**INSTRUCTIONS TO FOLLOW**
From the records below, set down exactly the lines starting with the line that contains "pub fn new(id: impl" and going on through the line that contains "its source part". Nothing else is wanted.

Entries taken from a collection
----------------------------------------
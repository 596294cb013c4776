//! Cell comments.

use crate::{roundtrip, written_part};
use sheetgrid_core::{CellComment, Workbook};

#[test]
fn test_comments_roundtrip() {
    let mut workbook = Workbook::new();
    let sheet = workbook.worksheet_mut(0).unwrap();
    sheet
        .set_comment("A1", CellComment::new("Alice", "Check this"))
        .unwrap();
    sheet
        .set_comment("C5", CellComment::new("Bob", "Line one\nline two"))
        .unwrap();
    sheet
        .set_comment("B2", CellComment::text_only("no author & <markup>"))
        .unwrap();

    let reloaded = roundtrip(&workbook);
    let sheet = reloaded.worksheet(0).unwrap();
    assert_eq!(sheet.comment_count(), 3);
    assert_eq!(
        sheet.comment("A1").unwrap(),
        Some(&CellComment::new("Alice", "Check this"))
    );
    assert_eq!(
        sheet.comment("C5").unwrap(),
        Some(&CellComment::new("Bob", "Line one\nline two"))
    );
    assert_eq!(
        sheet.comment("B2").unwrap(),
        Some(&CellComment::text_only("no author & <markup>"))
    );
    assert_eq!(sheet.comment_authors(), &["Alice".to_string(), "Bob".to_string()]);
}

#[test]
fn test_comment_parts_only_for_sheets_with_comments() {
    let mut workbook = Workbook::new();
    workbook.add_worksheet_with_name("Notes").unwrap();
    workbook
        .worksheet_mut(1)
        .unwrap()
        .set_comment("D4", CellComment::new("Carol", "second sheet"))
        .unwrap();

    let rels = written_part(&workbook, "xl/worksheets/_rels/sheet2.xml.rels");
    assert!(rels.contains(r#"Target="../comments2.xml""#));
    let content_types = written_part(&workbook, "[Content_Types].xml");
    assert!(content_types.contains("/xl/comments2.xml"));
    assert!(!content_types.contains("/xl/comments1.xml"));

    let reloaded = roundtrip(&workbook);
    assert_eq!(reloaded.worksheet(0).unwrap().comment_count(), 0);
    let notes = reloaded.worksheet_by_name("Notes").unwrap();
    assert_eq!(notes.comment_at(4, 4).unwrap().text, "second sheet");
}
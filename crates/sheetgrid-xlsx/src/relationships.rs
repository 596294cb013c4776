//! Package relationships (`_rels/*.rels`) and content types

use quick_xml::events::Event;
use quick_xml::reader::Reader;

use crate::error::XlsxResult;
use crate::node::{NodeAccessor, XmlElement};

pub(crate) const NS_MAIN: &str = "http://schemas.openxmlformats.org/spreadsheetml/2006/main";
pub(crate) const NS_RELATIONSHIPS: &str =
    "http://schemas.openxmlformats.org/officeDocument/2006/relationships";
const NS_PACKAGE_RELATIONSHIPS: &str =
    "http://schemas.openxmlformats.org/package/2006/relationships";
const NS_CONTENT_TYPES: &str = "http://schemas.openxmlformats.org/package/2006/content-types";

pub(crate) const REL_OFFICE_DOCUMENT: &str =
    "http://schemas.openxmlformats.org/officeDocument/2006/relationships/officeDocument";
pub(crate) const REL_WORKSHEET: &str =
    "http://schemas.openxmlformats.org/officeDocument/2006/relationships/worksheet";
pub(crate) const REL_STYLES: &str =
    "http://schemas.openxmlformats.org/officeDocument/2006/relationships/styles";
pub(crate) const REL_SHARED_STRINGS: &str =
    "http://schemas.openxmlformats.org/officeDocument/2006/relationships/sharedStrings";
pub(crate) const REL_COMMENTS: &str =
    "http://schemas.openxmlformats.org/officeDocument/2006/relationships/comments";

pub(crate) const CT_WORKBOOK: &str =
    "application/vnd.openxmlformats-officedocument.spreadsheetml.sheet.main+xml";
pub(crate) const CT_WORKSHEET: &str =
    "application/vnd.openxmlformats-officedocument.spreadsheetml.worksheet+xml";
pub(crate) const CT_STYLES: &str =
    "application/vnd.openxmlformats-officedocument.spreadsheetml.styles+xml";
pub(crate) const CT_SHARED_STRINGS: &str =
    "application/vnd.openxmlformats-officedocument.spreadsheetml.sharedStrings+xml";
pub(crate) const CT_COMMENTS: &str =
    "application/vnd.openxmlformats-officedocument.spreadsheetml.comments+xml";

/// One `<Relationship>` entry
#[derive(Debug, Clone, PartialEq)]
pub(crate) struct Relationship {
    pub id: String,
    pub rel_type: String,
    pub target: String,
}

impl Relationship {
    pub fn new(id: impl Into<String>, rel_type: &str, target: impl Into<String>) -> Self {
        Self {
            id: id.into(),
            rel_type: rel_type.to_string(),
            target: target.into(),
        }
    }

    /// Whether the type URI ends with the given short name (`worksheet`)
    ///
    /// Strict-conformance packages use a different URI prefix, so only the
    /// last path segment is compared.
    pub fn is(&self, rel_type: &str) -> bool {
        let short = rel_type.rsplit('/').next().unwrap_or(rel_type);
        self.rel_type.rsplit('/').next() == Some(short)
    }
}

/// Relationship part that belongs to `part`
///
/// `xl/workbook.xml` -> `xl/_rels/workbook.xml.rels`
pub(crate) fn rels_path_for(part: &str) -> String {
    match part.rsplit_once('/') {
        Some((dir, file)) => format!("{}/_rels/{}.rels", dir, file),
        None => format!("_rels/{}.rels", part),
    }
}

/// Part name a relationship target points at, relative to its source part
pub(crate) fn resolve_target(source_part: &str, target: &str) -> String {
    if let Some(absolute) = target.strip_prefix('/') {
        return absolute.to_string();
    }
    let mut segments: Vec<&str> = match source_part.rsplit_once('/') {
        Some((dir, _)) => dir.split('/').collect(),
        None => Vec::new(),
    };
    for segment in target.split('/') {
        match segment {
            "." | "" => {}
            ".." => {
                segments.pop();
            }
            other => segments.push(other),
        }
    }
    segments.join("/")
}

pub(crate) fn read_relationships(xml: &[u8]) -> XlsxResult<Vec<Relationship>> {
    let mut reader = Reader::from_reader(xml);
    reader.trim_text(true);
    let mut buf = Vec::new();
    let mut rels = Vec::new();

    loop {
        match reader.read_event_into(&mut buf)? {
            Event::Empty(e) | Event::Start(e) if e.name().as_ref() == b"Relationship" => {
                let node = XmlElement::from_start(&e)?;
                // External targets (hyperlinks) carry no part
                let external = node.attribute("TargetMode") == Some("External");
                match (
                    node.attribute("Id"),
                    node.attribute("Type"),
                    node.attribute("Target"),
                ) {
                    _ if external => {}
                    (Some(id), Some(rel_type), Some(target)) => {
                        rels.push(Relationship::new(id, rel_type, target))
                    }
                    _ => log::warn!("skipping incomplete relationship {:?}", node),
                }
            }
            Event::Eof => break,
            _ => {}
        }
        buf.clear();
    }

    Ok(rels)
}

pub(crate) fn write_relationships(rels: &[Relationship]) -> String {
    let mut content = format!(
        r#"<?xml version="1.0" encoding="UTF-8" standalone="yes"?>
<Relationships xmlns="{}">"#,
        NS_PACKAGE_RELATIONSHIPS
    );
    for rel in rels {
        XmlElement::new("Relationship")
            .with_attribute("Id", &rel.id)
            .with_attribute("Type", &rel.rel_type)
            .with_attribute("Target", &rel.target)
            .write_to(&mut content);
    }
    content.push_str("</Relationships>");
    content
}

/// `[Content_Types].xml` with an override per part
pub(crate) fn write_content_types(overrides: &[(String, &str)]) -> String {
    let mut content = format!(
        r#"<?xml version="1.0" encoding="UTF-8" standalone="yes"?>
<Types xmlns="{}"><Default Extension="rels" ContentType="application/vnd.openxmlformats-package.relationships+xml"/><Default Extension="xml" ContentType="application/xml"/>"#,
        NS_CONTENT_TYPES
    );
    for (part, content_type) in overrides {
        XmlElement::new("Override")
            .with_attribute("PartName", format!("/{}", part))
            .with_attribute("ContentType", content_type)
            .write_to(&mut content);
    }
    content.push_str("</Types>");
    content
}
//! Configuration types and CLI options.
//!
//! This module defines enums and structs used for command-line argument parsing
//! and configuration.

use clap::{Parser, ValueEnum};

use crate::config::constants::{DEFAULT_TIMEOUT_SECONDS, DEFAULT_USER_AGENT};

/// Logging level for the application.
///
/// Controls the verbosity of log output, from most restrictive (Error) to most
/// verbose (Trace).
#[derive(Clone, Debug, ValueEnum)]
pub enum LogLevel {
    /// Only error messages
    Error,
    /// Error and warning messages
    Warn,
    /// Error, warning, and informational messages
    Info,
    /// All messages except trace
    Debug,
    /// All messages including trace
    Trace,
}

impl From<LogLevel> for log::LevelFilter {
    fn from(l: LogLevel) -> Self {
        match l {
            LogLevel::Error => log::LevelFilter::Error,
            LogLevel::Warn => log::LevelFilter::Warn,
            LogLevel::Info => log::LevelFilter::Info,
            LogLevel::Debug => log::LevelFilter::Debug,
            LogLevel::Trace => log::LevelFilter::Trace,
        }
    }
}

/// Analysis configuration.
///
/// Doubles as the CLI argument definition (via clap derive) and the
/// programmatic configuration for library callers.
///
/// # Examples
///
/// ```no_run
/// use tech_probe::Config;
///
/// let config = Config {
///     target: "https://example.com".to_string(),
///     ..Default::default()
/// };
/// ```
#[derive(Debug, Clone, Parser)]
#[command(name = "tech_probe", about = "Guess the technologies a web page is built with")]
pub struct Config {
    /// URL of the page to analyze
    pub target: String,

    /// Log level
    #[arg(long, value_enum, default_value = "info")]
    pub log_level: LogLevel,

    /// Per-request timeout in seconds
    #[arg(long, default_value_t = DEFAULT_TIMEOUT_SECONDS)]
    pub timeout_seconds: u64,

    /// HTTP User-Agent header value
    #[arg(long, default_value = DEFAULT_USER_AGENT)]
    pub user_agent: String,

    /// Disable colored output
    #[arg(long)]
    pub no_color: bool,
}

impl Default for Config {
    fn default() -> Self {
        Self {
            target: String::new(),
            log_level: LogLevel::Info,
            timeout_seconds: DEFAULT_TIMEOUT_SECONDS,
            user_agent: DEFAULT_USER_AGENT.to_string(),
            no_color: false,
        }
    }
}

#[cfg(test)]
mod tests {
    use super::*;

    #[test]
    fn test_log_level_conversion() {
        // Test all LogLevel variants convert correctly to log::LevelFilter
        assert_eq!(
            log::LevelFilter::from(LogLevel::Error),
            log::LevelFilter::Error
        );
        assert_eq!(
            log::LevelFilter::from(LogLevel::Warn),
            log::LevelFilter::Warn
        );
        assert_eq!(
            log::LevelFilter::from(LogLevel::Info),
            log::LevelFilter::Info
        );
        assert_eq!(
            log::LevelFilter::from(LogLevel::Debug),
            log::LevelFilter::Debug
        );
        assert_eq!(
            log::LevelFilter::from(LogLevel::Trace),
            log::LevelFilter::Trace
        );
    }

    #[test]
    fn test_config_defaults() {
        let config = Config::default();
        assert!(config.target.is_empty());
        assert_eq!(config.timeout_seconds, DEFAULT_TIMEOUT_SECONDS);
        assert_eq!(config.user_agent, DEFAULT_USER_AGENT);
        assert!(!config.no_color);
    }

    #[test]
    fn test_config_cli_parsing() {
        let config =
            Config::try_parse_from(["tech_probe", "https://example.com", "--timeout-seconds", "3"])
                .expect("Failed to parse CLI arguments");
        assert_eq!(config.target, "https://example.com");
        assert_eq!(config.timeout_seconds, 3);
    }
}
----------------------------------------
**SOLUTION FOR THIS TASK**
    pub fn new(id: impl Into<String>, rel_type: &str, target: impl Into<String>) -> Self {
        Self {
            id: id.into(),
            rel_type: rel_type.to_string(),
            target: target.into(),
        }
    }

    /// Whether the type URI ends with the given short name (`worksheet`)
    ///
    /// Strict-conformance packages use a different URI prefix, so only the
    /// last path segment is compared.
    pub fn is(&self, rel_type: &str) -> bool {
        let short = rel_type.rsplit('/').next().unwrap_or(rel_type);
        self.rel_type.rsplit('/').next() == Some(short)
    }
}

/// Relationship part that belongs to `part`
///
/// `xl/workbook.xml` -> `xl/_rels/workbook.xml.rels`
pub(crate) fn rels_path_for(part: &str) -> String {
    match part.rsplit_once('/') {
        Some((dir, file)) => format!("{}/_rels/{}.rels", dir, file),
        None => format!("_rels/{}.rels", part),
    }
}

/// Part name a relationship target points at, relative to its source part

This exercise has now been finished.